Printing its way to a more affordable, more sustainable construction industry, QOROX has used Callaghan Innovation support to accelerate its R&D and commercialise 3D concrete printing in New Zealand.
- Waikato-based startup QOROX is the first in the Southern Hemisphere to undertake commercial 3D concrete printing, offering increased affordability, durability and speed over traditional construction methods, as well as environmental benefits.
- With varying efforts and grants, Callaghan Innovation has helped accelerate the R&D process, helping adapt overseas technology to suit the New Zealand market.
- Future R&D efforts include developing a 100 per cent locally sourced mix, with QOROX also looking to take the technology further afield into Australian and Pacific markets in the longer term.
One of the biggest challenges with startups is funding, but also getting people to see the potential in a new technology. Callaghan Innovation has helped a lot in terms of understanding the market pain points, as well as seeing the potential of this technology to tackle those challenges.
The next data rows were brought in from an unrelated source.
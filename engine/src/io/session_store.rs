//! Chain session storage.
//!
//! The store is the single shared map of sessions keyed by session id. Chain
//! identifier lookups scan it; the number of live sessions is small.

use std::collections::HashMap;
use std::fs;
use std::path::{Path, PathBuf};
use std::sync::Mutex;

use anyhow::{Context, Result, anyhow};
use tracing::debug;

use crate::core::session::{ChainId, ChainReference, ChainSession};
use crate::io::config::write_atomic;

pub trait SessionStore: Send + Sync {
    fn get(&self, session_id: &str) -> Result<Option<ChainSession>>;
    fn save(&self, session: &ChainSession) -> Result<()>;
    fn remove(&self, session_id: &str) -> Result<bool>;
    fn all(&self) -> Result<Vec<ChainSession>>;

    /// Exact chain-id match, dormant runs included.
    fn find_by_chain_id(&self, chain_id: &str) -> Result<Option<ChainSession>> {
        Ok(self.all()?.into_iter().find(|s| s.chain_id == chain_id))
    }

    /// Every run of `base`, ordered by run number.
    fn runs_for_base(&self, base: &str) -> Result<Vec<ChainSession>> {
        let mut runs: Vec<(u32, ChainSession)> = self
            .all()?
            .into_iter()
            .filter_map(|s| match ChainReference::parse(&s.chain_id) {
                Some(ChainReference::Run(ChainId { base: b, run })) if b == base => Some((run, s)),
                _ => None,
            })
            .collect();
        runs.sort_by_key(|(run, _)| *run);
        Ok(runs.into_iter().map(|(_, s)| s).collect())
    }
}

#[derive(Debug, Default)]
pub struct InMemorySessionStore {
    sessions: Mutex<HashMap<String, ChainSession>>,
}

impl InMemorySessionStore {
    pub fn new() -> Self {
        Self::default()
    }

    fn lock(&self) -> Result<std::sync::MutexGuard<'_, HashMap<String, ChainSession>>> {
        self.sessions
            .lock()
            .map_err(|_| anyhow!("session store lock poisoned"))
    }
}

impl SessionStore for InMemorySessionStore {
    fn get(&self, session_id: &str) -> Result<Option<ChainSession>> {
        Ok(self.lock()?.get(session_id).cloned())
    }

    fn save(&self, session: &ChainSession) -> Result<()> {
        self.lock()?
            .insert(session.session_id.clone(), session.clone());
        Ok(())
    }

    fn remove(&self, session_id: &str) -> Result<bool> {
        Ok(self.lock()?.remove(session_id).is_some())
    }

    fn all(&self) -> Result<Vec<ChainSession>> {
        Ok(self.lock()?.values().cloned().collect())
    }
}

/// One pretty-printed JSON file per session under `<runtime_dir>/sessions/`.
#[derive(Debug, Clone)]
pub struct FileSessionStore {
    dir: PathBuf,
}

impl FileSessionStore {
    pub fn new(runtime_dir: &Path) -> Self {
        Self {
            dir: runtime_dir.join("sessions"),
        }
    }

    fn path_for(&self, session_id: &str) -> Result<PathBuf> {
        if session_id.is_empty()
            || !session_id
                .chars()
                .all(|c| c.is_ascii_alphanumeric() || c == '-' || c == '_')
        {
            return Err(anyhow!("invalid session id '{session_id}'"));
        }
        Ok(self.dir.join(format!("{session_id}.json")))
    }
}

fn load_session(path: &Path) -> Result<ChainSession> {
    let contents =
        fs::read_to_string(path).with_context(|| format!("read session {}", path.display()))?;
    serde_json::from_str(&contents).with_context(|| format!("parse session {}", path.display()))
}

impl SessionStore for FileSessionStore {
    fn get(&self, session_id: &str) -> Result<Option<ChainSession>> {
        let path = self.path_for(session_id)?;
        if !path.exists() {
            return Ok(None);
        }
        load_session(&path).map(Some)
    }

    fn save(&self, session: &ChainSession) -> Result<()> {
        let path = self.path_for(&session.session_id)?;
        debug!(
            path = %path.display(),
            chain_id = %session.chain_id,
            step = session.state.current_step,
            "writing session"
        );
        let mut buf = serde_json::to_string_pretty(session).context("serialize session")?;
        buf.push('\n');
        write_atomic(&path, &buf)
    }

    fn remove(&self, session_id: &str) -> Result<bool> {
        let path = self.path_for(session_id)?;
        match fs::remove_file(&path) {
            Ok(()) => Ok(true),
            Err(err) if err.kind() == std::io::ErrorKind::NotFound => Ok(false),
            Err(err) => Err(err).with_context(|| format!("remove session {}", path.display())),
        }
    }

    fn all(&self) -> Result<Vec<ChainSession>> {
        if !self.dir.exists() {
            return Ok(Vec::new());
        }
        let mut sessions = Vec::new();
        for entry in fs::read_dir(&self.dir).with_context(|| format!("read {}", self.dir.display()))? {
            let path = entry.context("read session entry")?.path();
            if path.extension().and_then(|e| e.to_str()) == Some("json") {
                sessions.push(load_session(&path)?);
            }
        }
        Ok(sessions)
    }
}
-Wafaey Swelim, Founder, QOROX
Hamilton-based QOROX is the first business in the Southern Hemisphere to undertake commercial 3D printing of concrete. And now with partnerships with both Auckland and Hamilton City Councils, the construction industry startup will be printing bespoke concrete landscaping features for the local authorities.
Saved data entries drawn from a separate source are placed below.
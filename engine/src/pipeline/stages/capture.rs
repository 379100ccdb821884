//! Stage 14: records the caller's response for the step that was presented
//! last time, settles pending reviews and verifications, and advances.

use anyhow::Result;
use tracing::{debug, info};

use super::framework::{refresh_guidance, refresh_injection};
use super::session::ensure_verification;
use crate::chain_session::{PlaceholderOutcome, now_millis};
use crate::core::gates::{CriterionOutcome, evaluate_gate};
use crate::core::review::{ActionOutcome, GateAction, render_review_escalation};
use crate::core::session::{ChainSession, PlaceholderSource};
use crate::core::verify::{self, AttemptOutcome};
use crate::gate_review::ReviewProgress;
use crate::pipeline::context::ExecutionContext;
use crate::pipeline::services::EngineServices;
use crate::pipeline::Stage;

pub struct ResponseCapture;

impl Stage for ResponseCapture {
    fn name(&self) -> &'static str {
        "response-capture"
    }

    fn run(&self, ctx: &mut ExecutionContext, services: &EngineServices) -> Result<()> {
        if !ctx.is_resume() {
            return Ok(());
        }
        let Some(mut session) = ctx.session.take() else {
            return Ok(());
        };
        let captured = capture(ctx, services, &mut session);
        let saved = services.sessions.save(&session);
        ctx.session = Some(session);
        captured?;
        saved
    }
}

fn capture(
    ctx: &mut ExecutionContext,
    services: &EngineServices,
    session: &mut ChainSession,
) -> Result<()> {
    if session.pending_shell_verification.is_some() {
        return settle_verification(ctx, services, session);
    }
    if session.pending_gate_review.is_some() {
        return settle_review(ctx, services, session);
    }
    if ctx.request.gate_verdict.is_some() {
        notice(ctx, "`gate_verdict` ignored: no gate review is pending.");
    }
    if ctx.request.gate_action.is_some() {
        notice(ctx, "`gate_action` ignored: nothing has escalated.");
    }

    match ctx.request.user_response.clone() {
        Some(response) => {
            services.sessions.capture(session, &response);
            let api_validation = ctx.execution_plan.as_ref().is_some_and(|p| p.api_validation);
            if api_validation && !validate_response(ctx, services, session.current_step(), &response) {
                return Ok(());
            }
            advance(ctx, services, session)
        }
        None => match services.sessions.resume_without_response(session) {
            PlaceholderOutcome::Advanced => after_advance(ctx, services, session),
            PlaceholderOutcome::Held => {
                notice(
                    ctx,
                    &format!(
                        "No `user_response` given; step {} stays current until its output is sent.",
                        session.current_step()
                    ),
                );
                Ok(())
            }
        },
    }
}

fn settle_verification(
    ctx: &mut ExecutionContext,
    services: &EngineServices,
    session: &mut ChainSession,
) -> Result<()> {
    let Some(mut pending) = session.pending_shell_verification.take() else {
        return Ok(());
    };
    if let Some(response) = ctx.request.user_response.clone() {
        services.sessions.capture(session, &response);
    }

    if pending.is_exhausted() {
        let Some(action) = ctx.request.gate_action else {
            ctx.state.session.feedback = Some(verify::render_escalation(&pending));
            session.pending_shell_verification = Some(pending);
            return Ok(());
        };
        match services.verification.apply_action(&mut pending, action)? {
            ActionOutcome::Reset => {
                notice(ctx, "Verification attempts reset; running the check again.");
            }
            ActionOutcome::Skipped => {
                notice(ctx, "Verification skipped; continuing with the current output.");
                services.sessions.skip_step(session, PlaceholderSource::VerificationSkip);
                return after_advance(ctx, services, session);
            }
            ActionOutcome::Aborted => {
                services.sessions.abort(session);
                notice(ctx, "Chain aborted at verification escalation.");
                return Ok(());
            }
        }
    } else if ctx.request.gate_action.is_some() {
        notice(ctx, "`gate_action` ignored: the verification has attempts left.");
    }

    let notes = ctx.request.user_response.as_deref();
    match services.verification.run_attempt(session, &mut pending, notes)? {
        AttemptOutcome::Passed => {
            notice(ctx, &verify::render_passed(&pending));
            let step = session.current_step();
            session.record_placeholder(step, PlaceholderSource::MissingResponse, now_millis());
            advance(ctx, services, session)
        }
        AttemptOutcome::Retry => {
            ctx.state.session.feedback = Some(verify::render_bounce_back(&pending));
            session.pending_shell_verification = Some(pending);
            Ok(())
        }
        AttemptOutcome::Escalated => {
            ctx.state.session.feedback = Some(verify::render_escalation(&pending));
            session.pending_shell_verification = Some(pending);
            Ok(())
        }
    }
}

fn settle_review(
    ctx: &mut ExecutionContext,
    services: &EngineServices,
    session: &mut ChainSession,
) -> Result<()> {
    let Some(mut review) = session.pending_gate_review.take() else {
        return Ok(());
    };
    let user_response = ctx.request.user_response.clone();
    if let Some(response) = &user_response {
        services.sessions.capture(session, response);
    }

    if review.is_exhausted() {
        let Some(action) = ctx.request.gate_action else {
            ctx.state.session.feedback = Some(render_review_escalation(&review));
            session.pending_gate_review = Some(review);
            return Ok(());
        };
        match services.reviews.act(&mut review, action) {
            ActionOutcome::Reset => {
                notice(ctx, "Gate review attempts reset; review the output again.");
                session.pending_gate_review = Some(review);
                return Ok(());
            }
            ActionOutcome::Skipped => {
                notice(ctx, "Gate review skipped; continuing with the current output.");
                services.sessions.skip_step(session, PlaceholderSource::GateSkip);
                return after_advance(ctx, services, session);
            }
            ActionOutcome::Aborted => {
                services.sessions.abort(session);
                notice(ctx, "Chain aborted at gate review escalation.");
                return Ok(());
            }
        }
    }
    if ctx.request.gate_action.is_some_and(|a| a != GateAction::Retry) {
        notice(ctx, "`gate_action` ignored: the review has attempts left.");
    }

    let progress = services.reviews.submit(
        &mut review,
        ctx.request.gate_verdict.as_deref(),
        user_response.as_deref(),
        now_millis(),
    );
    match progress {
        ReviewProgress::Passed(verdict) => {
            notice(ctx, &format!("Gate review passed: {}", verdict.rationale));
            let step = session.current_step();
            session.record_placeholder(step, PlaceholderSource::MissingResponse, now_millis());
            advance(ctx, services, session)
        }
        ReviewProgress::AwaitingVerdict | ReviewProgress::Retry(_) => {
            session.pending_gate_review = Some(review);
            Ok(())
        }
        ReviewProgress::Escalated(_) => {
            ctx.state.session.feedback = Some(render_review_escalation(&review));
            session.pending_gate_review = Some(review);
            Ok(())
        }
    }
}

/// Check a captured response against the step's auto-evaluable criteria.
///
/// Returns `false` when a blocking criterion failed; the step then stays
/// current with the failures as feedback.
fn validate_response(
    ctx: &mut ExecutionContext,
    services: &EngineServices,
    step: u32,
    response: &str,
) -> bool {
    let lookup = services.gate_lookup(std::slice::from_ref(&ctx.state.lifecycle.scope_id));
    let outcomes: Vec<CriterionOutcome> = lookup
        .resolve_all(ctx.step_gates(step))
        .iter()
        .flat_map(|gate| evaluate_gate(gate, response))
        .collect();
    let failed: Vec<&CriterionOutcome> = outcomes.iter().filter(|o| !o.passed).collect();
    let blocking = failed.iter().any(|o| o.blocking);
    debug!(step, checked = outcomes.len(), failed = failed.len(), blocking, "response validated");

    let lines: Vec<String> = failed
        .iter()
        .map(|o| format!("- `{}`: {}", o.gate_id, o.message))
        .collect();
    if blocking {
        ctx.state.session.feedback = Some(format!(
            "## Validation Failed (step {step})\n\n{}\n\nRevise the output and resend it as `user_response`.",
            lines.join("\n")
        ));
    } else if !lines.is_empty() {
        notice(ctx, &format!("Validation warnings:\n{}", lines.join("\n")));
    }
    ctx.state.gates.validation = outcomes;
    !blocking
}

fn advance(
    ctx: &mut ExecutionContext,
    services: &EngineServices,
    session: &mut ChainSession,
) -> Result<()> {
    services.sessions.advance(session);
    after_advance(ctx, services, session)
}

/// Re-derive step-dependent state for the step now current.
fn after_advance(
    ctx: &mut ExecutionContext,
    services: &EngineServices,
    session: &mut ChainSession,
) -> Result<()> {
    ctx.state.session.advanced = true;
    let step = session.current_step();
    info!(step, complete = session.is_complete(), "step settled");
    ensure_verification(ctx, services, session)?;
    refresh_injection(ctx, services, step);
    refresh_guidance(ctx, step);
    Ok(())
}

fn notice(ctx: &mut ExecutionContext, text: &str) {
    ctx.state.session.notices.push(text.to_string());
}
Launched as a result of earlier extensive work by the business’s R&D arm, XD Innovations (XDi), founder Wafaey Swelim saw the opportunity to commercialise 3D concrete printing technology on New Zealand shores.
While working in New Zealand Swelim observed the unique challenges our construction industry faces, in particular, our high building standards due to seismic issues; slow adoption of new technology due to our small market; and high demand in residential and commercial construction. He knew 3D printing could help.
“In the construction industry I could see that we’ve been doing the same things for decades, but expecting things to change and for productivity to improve,” says Swelim.
By 3D printing concrete substantial advantages over traditional construction methods can be achieved. This includes the ability to build 75 per cent faster, with 70 per cent less waste and 40 per cent less carbon emissions, and all at a competitive cost.
Despite signing a deal for the New Zealand rights to Netherlands-based CyBe Constructions technology, applying a relatively new technology to a new market is not as simple as buying it off the shelf.
Swelim has had to invest heavily in R&D to get to the point of commercial launch, including testing the technology in New Zealand to ensure it complies with our building standards. Callaghan Innovation has been by his side, helping R&D efforts in a number of ways.
After XDi’s 3D printing robot landed in New Zealand, Swelim engaged with the NZ Product Accelerator, a programme supported by Callaghan Innovation, helping him connect with the right people and organisations throughout the R&D process. As well, a Callaghan Innovation grant is helping progress R&D in order to adapt the technology for the New Zealand market.
Swelim says the grant has helped “immensely in accelerating the adoption of the technology”.
“One of the biggest challenges with startups is funding, but also getting people to see the potential in a new technology. Callaghan Innovation has helped a lot in terms of understanding the market pain points, as well as seeing the potential of this technology to tackle those challenges,” Swelim says.
XDi also accessed an R&D Experience Grant to support an Auckland University structural engineering student to undertake Master’s research around 3D concrete printing.
Callaghan Innovation Business Innovation Advisor Nick Sterling says “Concrete 3D printing has been identified as one of top 10 global disruptive technologies, and it’s fantastic to see a New Zealand construction business boldly adapting this technology to take it to market here first and then to international markets. We’re supporting the business to grow and scale its impact, with future R&D programmes being planned.”
Swelim says as a first mover in the New Zealand market, XDi is focused on R&D to maintain its competitive advantage, not least helping increase the availability, affordability and sustainability of the printed product.
Potential future opportunities include developing a concrete mix that’s 100 per cent sourced from local materials, and also incorporating waste materials, such as shredded waste plastic or rubber, or crushed glass as an aggregate.
As well, XDi anticipates it could also help create related businesses in the supply chain, such as suppliers of raw materials. A potential idea is to partner with iwi or other Māori organisations to access and use volcanic ash as part of the mix.
Overall, Swelim’s vision is to expand into Australia and Pacific island nations, which he says have similar construction processes and recognise New Zealand’s high building standards.
“At the moment, I’m just a guy in Hamilton with a robot – but this is just the beginning. The potential for this technology to disrupt and grow the industry is huge.”